Dataset entries
►

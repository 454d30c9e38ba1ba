//! Seed-data staging error types

use thiserror::Error;

#[derive(Debug, Clone, Error)]
#[non_exhaustive]
pub enum SeedError {
    #[error("invalid seed archive {path}: {reason}")]
    InvalidArchive { path: String, reason: String },

    #[error("archive entry escapes the staging root: {entry}")]
    PathTraversal { entry: String },

    #[error("extraction failed at {path}: {message}")]
    ExtractionFailed { path: String, message: String },

    #[error("cleanup failed for {path}: {message}")]
    CleanupFailed { path: String, message: String },
}

impl SeedError {
    /// Convert an `io::Error` into an extraction failure with an associated path
    #[must_use]
    pub fn extraction(path: &std::path::Path, err: &std::io::Error) -> Self {
        Self::ExtractionFailed {
            path: path.display().to_string(),
            message: err.to_string(),
        }
    }

    /// Convert an `io::Error` into a cleanup failure with an associated path
    #[must_use]
    pub fn cleanup(path: &std::path::Path, err: &std::io::Error) -> Self {
        Self::CleanupFailed {
            path: path.display().to_string(),
            message: err.to_string(),
        }
    }
}
#![deny(clippy::pedantic, unsafe_code)]
#![allow(clippy::module_name_repetitions)]

//! Error types for the berth test harness
//!
//! This crate provides fine-grained error types organized by domain:
//! seed-data staging, container fixtures, and fixture configuration.

use thiserror::Error;

pub mod config;
pub mod fixture;
pub mod seed;

// Re-export all error types at the root
pub use config::ConfigError;
pub use fixture::FixtureError;
pub use seed::SeedError;

/// Generic error type for cross-crate boundaries
#[derive(Debug, Clone, Error)]
pub enum Error {
    #[error("seed error: {0}")]
    Seed(#[from] SeedError),

    #[error("fixture error: {0}")]
    Fixture(#[from] FixtureError),

    #[error("config error: {0}")]
    Config(#[from] ConfigError),

    #[error("internal error: {0}")]
    Internal(String),

    #[error("I/O error: {message}")]
    Io {
        kind: std::io::ErrorKind,
        message: String,
        path: Option<std::path::PathBuf>,
    },
}

impl Error {
    /// Create an internal error with a message
    pub fn internal(msg: impl Into<String>) -> Self {
        Self::Internal(msg.into())
    }

    /// Create an Io error with an associated path
    pub fn io_with_path(err: &std::io::Error, path: impl Into<std::path::PathBuf>) -> Self {
        Self::Io {
            kind: err.kind(),
            message: err.to_string(),
            path: Some(path.into()),
        }
    }
}

impl From<std::io::Error> for Error {
    fn from(err: std::io::Error) -> Self {
        Self::Io {
            kind: err.kind(),
            message: err.to_string(),
            path: None,
        }
    }
}

/// Result type alias for berth operations
pub type Result<T> = std::result::Result<T, Error>;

◄

Assignment -> Set down every record above exactly as written.

Written solution ->
repository 454d30c9e38ba1ba
//! Seed-data staging error types

use thiserror::Error;

#[derive(Debug, Clone, Error)]
#[non_exhaustive]
pub enum SeedError {
    #[error("invalid seed archive {path}: {reason}")]
    InvalidArchive { path: String, reason: String },

    #[error("archive entry escapes the staging root: {entry}")]
    PathTraversal { entry: String },

    #[error("extraction failed at {path}: {message}")]
    ExtractionFailed { path: String, message: String },

    #[error("cleanup failed for {path}: {message}")]
    CleanupFailed { path: String, message: String },
}

impl SeedError {
    /// Convert an `io::Error` into an extraction failure with an associated path
    #[must_use]
    pub fn extraction(path: &std::path::Path, err: &std::io::Error) -> Self {
        Self::ExtractionFailed {
            path: path.display().to_string(),
            message: err.to_string(),
        }
    }

    /// Convert an `io::Error` into a cleanup failure with an associated path
    #[must_use]
    pub fn cleanup(path: &std::path::Path, err: &std::io::Error) -> Self {
        Self::CleanupFailed {
            path: path.display().to_string(),
            message: err.to_string(),
        }
    }
}
#![deny(clippy::pedantic, unsafe_code)]
#![allow(clippy::module_name_repetitions)]

//! Error types for the berth test harness
//!
//! This crate provides fine-grained error types organized by domain:
//! seed-data staging, container fixtures, and fixture configuration.

use thiserror::Error;

pub mod config;
pub mod fixture;
pub mod seed;

// Re-export all error types at the root
pub use config::ConfigError;
pub use fixture::FixtureError;
pub use seed::SeedError;

/// Generic error type for cross-crate boundaries
#[derive(Debug, Clone, Error)]
pub enum Error {
    #[error("seed error: {0}")]
    Seed(#[from] SeedError),

    #[error("fixture error: {0}")]
    Fixture(#[from] FixtureError),

    #[error("config error: {0}")]
    Config(#[from] ConfigError),

    #[error("internal error: {0}")]
    Internal(String),

    #[error("I/O error: {message}")]
    Io {
        kind: std::io::ErrorKind,
        message: String,
        path: Option<std::path::PathBuf>,
    },
}

impl Error {
    /// Create an internal error with a message
    pub fn internal(msg: impl Into<String>) -> Self {
        Self::Internal(msg.into())
    }

    /// Create an Io error with an associated path
    pub fn io_with_path(err: &std::io::Error, path: impl Into<std::path::PathBuf>) -> Self {
        Self::Io {
            kind: err.kind(),
            message: err.to_string(),
            path: Some(path.into()),
        }
    }
}

impl From<std::io::Error> for Error {
    fn from(err: std::io::Error) -> Self {
        Self::Io {
            kind: err.kind(),
            message: err.to_string(),
            path: None,
        }
    }
}

/// Result type alias for berth operations
pub type Result<T> = std::result::Result<T, Error>;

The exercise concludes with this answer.